Desde 1992, é membro da Academy of Arts and Sciences dos Estados Unidos.
Em 2016, recebeu a medalha da Legião de Honra, a mais prestigiosa da França.
Na última quarta-feira, 6, enfim, foi ungido como membro da Academia de Belas-Artes, uma das cinco academias do prestigioso Institut de France.
A instituição tem 59 membros distribuídos entre oito seções artísticas, entre as quais a de fotografia.
Dessa última participam apenas quatro fotógrafos – Yann Arthus-Bertrand, Bruno Barbey e Jean Gaumy, além de Salgado.
Dois amores
“Mas eu sou brasileiro e francês.
Tenho duas nacionalidades.
Minha mulher Lélia e eu temos dois países, dois amores.
A França que nos acolheu e está em nossos corações.
E isso quero lhes dizer hoje com intensidade e respeito”, declarou.
“A França é muito importante para mim.
Passei mais tempo aqui do que no Brasil, que é minha origem, minha raiz.
A composição dessas duas nações fez o que sou hoje”, disse Salgado.
Lágrimas de fotógrafo
Antes de subir ao palanque, Salgado ouviu a apresentação de outro acadêmico fotógrafo e amigo, o francês Yann Arthus-Bertrand – que ao contrário do brasileiro, é conhecido pelas cores abundantes de seu trabalho.
Coube a Arthus-Bertrand, um dos intelectuais mais célebres da França contemporânea, realizar o discurso de bem-vinda do brasileiro.

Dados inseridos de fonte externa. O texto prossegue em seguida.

//! shipcat - GitOps deploy orchestrator
//!
//! Usage:
//!   shipcat watch                      # Poll auto-deploy phases until Ctrl-C
//!   shipcat deploy <project> <phase>   # Deploy once
//!   shipcat check <project> <phase>    # Show current and desired tags
//!   shipcat ls                         # List projects and phases

use std::path::PathBuf;
use std::sync::Arc;

use anyhow::Result;
use clap::{Parser, Subcommand, ValueEnum};
use tracing_subscriber::{layer::SubscriberExt, util::SubscriberInitExt};

use shipcat_core::context::PhaseReport;
use shipcat_core::prelude::*;

#[derive(Parser)]
#[command(name = "shipcat")]
#[command(about = "GitOps deploy orchestrator", long_about = None)]
struct Cli {
    /// Path to shipcat.toml (defaults to ~/.config/shipcat/shipcat.toml)
    #[arg(long, short, global = true)]
    config: Option<PathBuf>,

    #[command(subcommand)]
    command: Commands,
}

#[derive(Subcommand)]
enum Commands {
    /// Watch auto-deploy phases and deploy new tags as they appear
    Watch,

    /// Deploy a project to one phase
    Deploy {
        /// Project id or alias
        project: String,
        /// Phase name or alias (stg, pro, prd)
        phase: String,
        /// Source branch the tag is looked up for (defaults to the project's default branch)
        #[arg(long, short, default_value = "")]
        branch: String,
        /// Deploy this tag instead of looking one up
        #[arg(long, short)]
        tag: Option<String>,
        /// Merge the pull request instead of leaving it open
        #[arg(long, short)]
        wait: bool,
        /// Name recorded as the requester
        #[arg(long, default_value = "cli")]
        requester: String,
        /// Hosting-service login the pull request is assigned to
        #[arg(long)]
        assignee: Option<String>,
        /// Hosting-service node id of the assignee, passed to the apply tool
        #[arg(long)]
        assignee_id: Option<String>,
        /// Output format
        #[arg(short, long, default_value = "table")]
        format: OutputFormat,
    },

    /// Compare the deployed tag of a phase with the newest available one
    Check {
        project: String,
        phase: String,
        #[arg(short, long, default_value = "table")]
        format: OutputFormat,
    },

    /// List configured projects
    #[command(alias = "list")]
    Ls {
        #[arg(short, long, default_value = "table")]
        format: OutputFormat,
    },
}

#[derive(Clone, Copy, ValueEnum, Default)]
enum OutputFormat {
    /// Human-readable table
    #[default]
    Table,
    /// Machine-readable JSON
    Json,
}

fn main() -> Result<()> {
    tracing_subscriber::registry()
        .with(
            tracing_subscriber::EnvFilter::try_from_default_env()
                .unwrap_or_else(|_| "shipcat=debug,info".into()),
        )
        .with(tracing_subscriber::fmt::layer())
        .init();

    let cli = Cli::parse();
    let store = match cli.config {
        Some(path) => ConfigStore::from_path(path),
        None => ConfigStore::from_default_location()?,
    };

    let runtime = tokio::runtime::Builder::new_multi_thread()
        .enable_all()
        .build()?;
    runtime.block_on(run_cli(store, cli.command))
}

async fn run_cli(store: ConfigStore, command: Commands) -> Result<()> {
    if let Commands::Ls { format } = command {
        let catalog = ProjectCatalog::from_store(store);
        let snapshot = catalog.reload()?;
        return match format {
            OutputFormat::Table => {
                print_projects(&snapshot.projects);
                Ok(())
            }
            OutputFormat::Json => print_projects_json(&snapshot.projects),
        };
    }

    let context = tokio::task::spawn_blocking(move || AppContext::from_store(store)).await??;

    match command {
        Commands::Watch => run_watch(&context).await,
        Commands::Deploy {
            project,
            phase,
            branch,
            tag,
            wait,
            requester,
            assignee,
            assignee_id,
            format,
        } => {
            let mut options = DeployOptions::for_branch(branch);
            options.wait = wait;
            options.tag = tag;
            options.requester = Requester::new(requester);
            options.requester.github_login = assignee;
            options.requester.github_node_id = assignee_id;
            run_deploy(&context, &project, &phase, options, format).await
        }
        Commands::Check {
            project,
            phase,
            format,
        } => {
            let report = context.inspect(&project, &phase).await?;
            match format {
                OutputFormat::Table => print_report(&project, &phase, &report),
                OutputFormat::Json => print_report_json(&project, &phase, &report)?,
            }
            Ok(())
        }
        Commands::Ls { .. } => Ok(()),
    }
}

async fn run_watch(context: &AppContext) -> Result<()> {
    let watcher = Arc::new(context.watcher());

    let stopper = Arc::clone(&watcher);
    tokio::spawn(async move {
        match tokio::signal::ctrl_c().await {
            Ok(()) => tracing::info!("Interrupt received, stopping watcher"),
            Err(err) => tracing::error!(error = %err, "Failed to listen for interrupt"),
        }
        stopper.shutdown();
    });

    watcher.run(context.config().watch.reload_interval()).await;
    Ok(())
}

async fn run_deploy(
    context: &AppContext,
    project: &str,
    phase: &str,
    options: DeployOptions,
    format: OutputFormat,
) -> Result<()> {
    let result = context.deploy(project, phase, options).await;
    let status = PullRequestOutcome::status_of(&result);

    match format {
        OutputFormat::Table => match &result {
            Ok(outcome) => print_outcome(project, phase, outcome),
            Err(err) => println!("{} -> {}: failed: {}", project, phase, err),
        },
        OutputFormat::Json => {
            let output = match &result {
                Ok(outcome) => serde_json::json!({
                    "project": project,
                    "phase": phase,
                    "status": status_label(outcome.status),
                    "branch": outcome.branch,
                    "pull_request": outcome.pull_request.as_ref().map(|pr| serde_json::json!({
                        "number": pr.number,
                        "url": pr.url,
                    })),
                }),
                Err(err) => serde_json::json!({
                    "project": project,
                    "phase": phase,
                    "status": status_label(status),
                    "error": err.to_string(),
                }),
            };
            println!("{}", serde_json::to_string_pretty(&output)?);
        }
    }

    if status == DeployStatus::Failed {
        std::process::exit(1);
    }
    Ok(())
}

fn print_outcome(project: &str, phase: &str, outcome: &PullRequestOutcome) {
    println!("{} -> {}: {}", project, phase, status_label(outcome.status));
    if let Some(ref branch) = outcome.branch {
        println!("  Branch: {}", branch);
    }
    if let Some(ref pr) = outcome.pull_request {
        println!("  Pull request: #{} {}", pr.number, pr.url);
    }
}

fn print_report(project: &str, phase: &str, report: &PhaseReport) {
    println!("{} -> {}", project, phase);
    println!("  Current: {}", tag_or_error(&report.current));
    println!("  Desired: {}", tag_or_error(&report.desired));
    if let (Ok(current), Ok(desired)) = (&report.current, &report.desired) {
        if current == desired {
            println!("  Up to date");
        } else {
            println!("  Deploy pending");
        }
    }
}

fn print_report_json(project: &str, phase: &str, report: &PhaseReport) -> Result<()> {
    let output = serde_json::json!({
        "project": project,
        "phase": phase,
        "current": report.current.as_ref().ok(),
        "current_error": report.current.as_ref().err(),
        "desired": report.desired.as_ref().ok(),
        "desired_error": report.desired.as_ref().err(),
    });
    println!("{}", serde_json::to_string_pretty(&output)?);
    Ok(())
}

fn print_projects(projects: &[Project]) {
    if projects.is_empty() {
        println!("No projects configured.");
        return;
    }

    println!(
        "  {:<15} {:<12} {:<10} {:<6} {:<12} Path",
        "Project", "Phase", "Kind", "Auto", "Channel"
    );
    println!("  {}", "-".repeat(80));

    for project in projects {
        for phase in &project.phases {
            println!(
                "  {:<15} {:<12} {:<10} {:<6} {:<12} {}",
                truncate(&project.id, 15),
                phase.name,
                truncate(&phase.kind, 10),
                if phase.auto_deploy { "yes" } else { "no" },
                truncate(phase.notify_channel.as_deref().unwrap_or("-"), 12),
                phase.path
            );
        }
    }
}

fn print_projects_json(projects: &[Project]) -> Result<()> {
    let output = serde_json::json!({
        "schema_version": 1,
        "projects": projects.iter().map(|project| serde_json::json!({
            "id": project.id,
            "alias": project.alias,
            "default_branch": project.default_branch,
            "phases": project.phases.iter().map(|phase| serde_json::json!({
                "name": phase.name.as_str(),
                "kind": phase.kind,
                "path": phase.path,
                "auto_deploy": phase.auto_deploy,
            })).collect::<Vec<_>>(),
        })).collect::<Vec<_>>(),
    });

    println!("{}", serde_json::to_string_pretty(&output)?);
    Ok(())
}

// =============================================================================
// Helpers
// =============================================================================

fn status_label(status: DeployStatus) -> &'static str {
    match status {
        DeployStatus::Success => "success",
        DeployStatus::AlreadyDeployed => "already deployed",
        DeployStatus::Failed => "failed",
    }
}

fn tag_or_error(value: &std::result::Result<String, String>) -> String {
    match value {
        Ok(tag) => tag.clone(),
        Err(err) => format!("unknown ({})", err),
    }
}

fn truncate(s: &str, max_len: usize) -> String {
    if s.chars().count() <= max_len {
        s.to_string()
    } else {
        let kept: String = s.chars().take(max_len - 3).collect();
        format!("{}...", kept)
    }
}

Arthus-Bertrand falou sobre a trajetória de Salgado, que saiu do vale do rio Doce, foi para Vitória estudar, conheceu os movimentos de esquerda e também a mulher de sua vida, Lélia, então com 17 anos, e ele, com 20.
Em um pronunciamento sobre o amor, ressaltou a relação de Salgado com Lélia Wanick Salgado, sua mulher, assim como sua dedicação a trazer à luz a vida dos desfavorecidos, primeiro através do fotojornalismo, e a seguir por meio da fotografia de arte.
“Se estou tão feliz acolhê-lo, é porque sei que essa bela casa será iluminada por sua luz”, disse Arthus-Bertrand. “Porque estou certo de que sua humanidade e sua vitalidade vão nos fazer um bem imenso.”
Após o discurso, o brasileiro passou a ocupar o assento de seu amigo Lucien Clergue, morto em 2014, a quem o brasileiro fez o discurso de elogio, um protocolo da casa.
Salgado lembrou que Clergue o havia convidado, em três oportunidades, a última delas por carta, para tomar seu assento na Academia de Belas-Artes no dia de sua morte.
“Eu não teria jamais aceito a proposta de Yann Arthus-Bertrand de me candidatar se não tivesse recebido essa carta”, explicou Salgado.
“É pela memória das palavras de Lucien, com emoção e responsabilidade, que eu disse ‘sim’ a Yann e que estou aqui.”
“Eu creio que não sucedemos um homem como Lucien Clergue; não substituímos um personagem como ele, com uma história tão prodigiosa, com uma cultura tão rica.
(…) Nós não o substituímos; nós herdamos dele.”
Sob imensa salva de palmas ao novo membro, a cerimônia no Institut de France foi encerrada para que o brasileiro pudesse receber a espada, símbolo da instituição, em uma recepção na capela da Escola Nacional Superior de Belas Artes, minutos depois.
Já empossado, o fotógrafo recebeu uma espada de bronze, esculpida para a ocasião por Jean Cardot, seu colega de Academia.
A espada de bronze, obra do artista plástico e escultor Jean Cardot, traz em sua empunhadura elementos da obra do fotógrafo.
Na peça são representados elementos essenciais do universo fotográfico do homenageado: árvores, uma iguana, os mineiros de Serra Pelada e um casal de albatrozes.
O de maior destaque é a pata de uma iguana, fotografada por Sebastião Salgado em 2004, no Equador, e parte do livro Gênesis.